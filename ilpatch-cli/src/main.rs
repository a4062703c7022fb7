mod app;
mod commands;
mod output;

use std::process::ExitCode;

use clap::Parser;
use log::warn;

use crate::app::Cli;

const USAGE_HINT: &str = "Pass the path of the game's 'Assembly-CSharp.dll' module image \
     (CILM, not PE) as the first argument.";

fn main() -> ExitCode {
    let cli = Cli::parse();

    // Show ilpatch info+ on stderr unless --json; --verbose enables debug; RUST_LOG overrides
    if !cli.global.json {
        let level = if cli.global.verbose {
            log::LevelFilter::Debug
        } else {
            log::LevelFilter::Info
        };
        env_logger::Builder::new()
            .filter_module("ilpatch", level)
            .parse_default_env()
            .target(env_logger::Target::Stderr)
            .format_timestamp(None)
            .format_module_path(false)
            .format_target(false)
            .init();
    }

    if let Err(err) = ctrlc::set_handler(|| {
        eprintln!("\nCancelled.");
        std::process::exit(130);
    }) {
        warn!("Unable to install Ctrl+C handler: {err}");
    }

    let result = if cli.list {
        commands::list::run(&cli.global)
    } else if let Some(path) = &cli.path {
        commands::patch::run(path, cli.dry_run, &cli.global)
    } else {
        eprintln!("{USAGE_HINT}");
        return ExitCode::FAILURE;
    };

    match result {
        Ok(()) => ExitCode::SUCCESS,
        Err(err) => {
            eprintln!("{err:#}");
            ExitCode::FAILURE
        }
    }
}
--
*TASK REQUIREMENTS*:
Retype the complete listing exactly.

*RESPONSE*:
filename ilpatch-cli/src/main.rs
repository a4062703c7022fb7
mod app;
mod commands;
mod output;

use std::process::ExitCode;

use clap::Parser;
use log::warn;

use crate::app::Cli;

const USAGE_HINT: &str = "Pass the path of the game's 'Assembly-CSharp.dll' module image \
     (CILM, not PE) as the first argument.";

fn main() -> ExitCode {
    let cli = Cli::parse();

    // Show ilpatch info+ on stderr unless --json; --verbose enables debug; RUST_LOG overrides
    if !cli.global.json {
        let level = if cli.global.verbose {
            log::LevelFilter::Debug
        } else {
            log::LevelFilter::Info
        };
        env_logger::Builder::new()
            .filter_module("ilpatch", level)
            .parse_default_env()
            .target(env_logger::Target::Stderr)
            .format_timestamp(None)
            .format_module_path(false)
            .format_target(false)
            .init();
    }

    if let Err(err) = ctrlc::set_handler(|| {
        eprintln!("\nCancelled.");
        std::process::exit(130);
    }) {
        warn!("Unable to install Ctrl+C handler: {err}");
    }

    let result = if cli.list {
        commands::list::run(&cli.global)
    } else if let Some(path) = &cli.path {
        commands::patch::run(path, cli.dry_run, &cli.global)
    } else {
        eprintln!("{USAGE_HINT}");
        return ExitCode::FAILURE;
    };

    match result {
        Ok(()) => ExitCode::SUCCESS,
        Err(err) => {
            eprintln!("{err:#}");
            ExitCode::FAILURE
        }
    }
}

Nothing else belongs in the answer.